The LEI for the U.S. now stands at 114.7 (2004=100). . The interest rate spread, consumer expectations and building permits made large positive contributions to the index this month, more than offsetting the negative contribution from the index of supplier deliveries.
The six-month change in the index has continued to moderate – to 3.0 percent (a 6.0 percent annual rate) in the period through May 2011, down from 4.0 percent (an 8.2 percent annual rate) in February 2011. However, the strengths among the leading indicators have remained widespread in recent months.
The Conference Board CEI for the U.S. now stands at 102.9. The index rose 1.2 percent (a 2.4 percent annual rate) between November 2010 and May 2011, faster than the growth of 0.6 percent (a 1.2 percent annual rate) for the previous six months. In addition, the strengths among the coincident indicators have remained very widespread, with all components advancing over the past six months.
The lagging economic index continued to increase faster than the CEI, and the coincident-to-lagging ratio fell further.

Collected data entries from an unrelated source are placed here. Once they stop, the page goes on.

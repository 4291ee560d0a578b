use thiserror::Error;

/// 调度器错误类型定义
///
/// 条件写入失败（并发调用同一任务）不属于错误，
/// 由 [`crate::models::ConditionalWrite::PreconditionFailed`] 表示。
#[derive(Debug, Error)]
pub enum SchedulerError {
    #[error("数据库错误: {0}")]
    Database(#[from] sqlx::Error),

    #[error("数据库操作错误: {0}")]
    DatabaseOperation(String),

    #[error("无效的参数: {0}")]
    InvalidArgument(String),

    #[error("无效的任务负载: {0}")]
    InvalidPayload(String),

    #[error("无效的任务: {0}")]
    InvalidTask(String),

    #[error("任务未找到: {task_id}")]
    TaskNotFound { task_id: String },

    #[error("Labourer未找到: {id}")]
    LabourerNotFound { id: String },

    #[error("Labourer尚未注册: {id}")]
    LabourerNotRegistered { id: String },

    #[error("序列化错误: {0}")]
    Serialization(String),

    #[error("配置错误: {0}")]
    Configuration(String),

    #[error("网络错误: {0}")]
    Network(String),

    #[error("内部错误: {0}")]
    Internal(String),
}

impl From<serde_json::Error> for SchedulerError {
    fn from(err: serde_json::Error) -> Self {
        SchedulerError::Serialization(err.to_string())
    }
}
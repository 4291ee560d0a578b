use std::sync::Weak;

use async_trait::async_trait;

use crate::models::Labourer;
use crate::SchedulerResult;

/// 任务队列的只读视图，供健康评估反向查询
#[async_trait]
pub trait TaskQueueInspector: Send + Sync {
    /// 正在运行的任务数
    async fn count_running_tasks(&self, labourer: &Labourer) -> SchedulerResult<u64>;

    /// 排队中的任务数
    async fn count_queued_tasks(&self, labourer: &Labourer) -> SchedulerResult<u64>;
}

/// 健康状态提供者
#[async_trait]
pub trait EcologyClient: Send + Sync {
    /// 返回 Labourer 的健康状态码（见 [`crate::models::EcoStatus`]）
    async fn get_labourer_status(&self, labourer: &Labourer) -> SchedulerResult<i32>;

    /// 登记任务管理器，之后可以通过它查询队列情况
    fn register_task_manager(&self, manager: Weak<dyn TaskQueueInspector>);
}
//! Test helper utilities shared by the integration suites

use std::time::Duration;

use scheduler_core::config::TaskManagerConfig;
use serde_json::json;
use tokio::time::sleep;

/// Fixed "now" used across tests
pub const TEST_NOW: i64 = 1_700_000_000;

/// Task manager configuration with two labourers
///
/// `some_function` is unlimited, `limited_function` allows two
/// simultaneous invocations and a single attempt.
pub fn test_task_manager_config() -> TaskManagerConfig {
    let mut config = TaskManagerConfig::default();
    config.labourers.insert(
        "some_function".to_string(),
        json!({
            "arn": "arn:aws:lambda:us-west-2:000000000000:function:some_function",
            "max_simultaneous_invocations": null,
            "duration": 600,
            "cooldown": 60,
            "some_custom_attr": "value"
        })
        .as_object()
        .cloned()
        .unwrap_or_default(),
    );
    config.labourers.insert(
        "limited_function".to_string(),
        json!({
            "arn": "arn:aws:lambda:us-west-2:000000000000:function:limited_function",
            "max_simultaneous_invocations": 2,
            "max_attempts": 1
        })
        .as_object()
        .cloned()
        .unwrap_or_default(),
    );
    config
}

/// Test environment setup utilities
pub struct TestEnv;

impl TestEnv {
    /// Wait for a condition to be true with timeout
    ///
    /// Useful when a fire-and-forget operation completes in the background.
    pub async fn wait_for<F, Fut>(mut condition: F, timeout: Duration) -> bool
    where
        F: FnMut() -> Fut,
        Fut: std::future::Future<Output = bool>,
    {
        let start = std::time::Instant::now();

        while start.elapsed() < timeout {
            if condition().await {
                return true;
            }
            sleep(Duration::from_millis(20)).await;
        }

        false
    }
}
//! 任务行模型
//!
//! 任务以 JSON 对象（[`Row`]）的形式持久化，键为物理列名。
//! 逻辑字段名与物理列名之间的映射由调度器在初始化时构建。

use serde_json::{Map, Value};

/// 存储层的一行数据
pub type Row = Map<String, Value>;

/// 任务的逻辑字段名
pub mod fields {
    pub const TASK_ID: &str = "task_id";
    pub const LABOURER_ID: &str = "labourer_id";
    pub const CREATED_AT: &str = "created_at";
    pub const GREENFIELD: &str = "greenfield";
    pub const ATTEMPTS: &str = "attempts";
    pub const PAYLOAD: &str = "payload";
    pub const COMPLETED_AT: &str = "completed_at";
    pub const CLOSED_AT: &str = "closed_at";
    pub const DESIRED_LAUNCH_TIME: &str = "desired_launch_time";
    pub const LABOURER_ID_TASK_STATUS: &str = "labourer_id_task_status";
}

/// 归档任务的终态
#[derive(Debug, Clone, Copy, PartialEq, Eq)]
pub enum ClosedTaskStatus {
    /// 失败或在达到最大尝试次数后被放弃
    Failed = 0,
    /// 成功完成
    Completed = 1,
}

impl ClosedTaskStatus {
    pub fn code(self) -> u8 {
        self as u8
    }

    /// 归档表中的组合状态字段值：`{labourer_id}_{status_code}`
    pub fn composite(self, labourer_id: &str) -> String {
        format!("{}_{}", labourer_id, self.code())
    }
}

/// 宽松地读取整数字段，兼容数字与数字字符串
pub fn row_i64(row: &Row, field: &str) -> Option<i64> {
    value_as_i64(row.get(field)?)
}

/// 宽松地读取字符串字段，数字会被转换为字符串
pub fn row_string(row: &Row, field: &str) -> Option<String> {
    match row.get(field)? {
        Value::String(s) => Some(s.clone()),
        Value::Number(n) => Some(n.to_string()),
        _ => None,
    }
}

pub fn value_as_i64(value: &Value) -> Option<i64> {
    match value {
        Value::Number(n) => n
            .as_i64()
            .or_else(|| n.as_f64().map(|f| f.round() as i64)),
        Value::String(s) => s
            .parse::<i64>()
            .ok()
            .or_else(|| s.parse::<f64>().ok().map(|f| f.round() as i64)),
        _ => None,
    }
}

#[cfg(test)]
mod tests {
    use super::*;
    use serde_json::json;

    #[test]
    fn test_row_i64_accepts_strings_and_numbers() {
        let row = json!({"a": 5, "b": "1551962375", "c": 2.6, "d": "x"});
        let row = row.as_object().unwrap();

        assert_eq!(row_i64(row, "a"), Some(5));
        assert_eq!(row_i64(row, "b"), Some(1551962375));
        assert_eq!(row_i64(row, "c"), Some(3));
        assert_eq!(row_i64(row, "d"), None);
        assert_eq!(row_i64(row, "missing"), None);
    }

    #[test]
    fn test_closed_status_composite() {
        assert_eq!(
            ClosedTaskStatus::Completed.composite("some_lambda"),
            "some_lambda_1"
        );
        assert_eq!(ClosedTaskStatus::Failed.composite("x"), "x_0");
    }
}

Meanwhile, real GDP expanded at a 1.8 percent annual rate in the first quarter of the year, slower than the growth of 3.1 percent annual rate in the fourth quarter of 2010.
The LAG stands at 109.1, with three of the seven components advancing in May.
"Modest economic growth is being buffeted by some strong headwinds, including high gas and food prices and a soft housing market," says Ken Goldstein, economist at The Conference Board. "The economy will likely continue to grow through the summer and fall, however it will be choppy."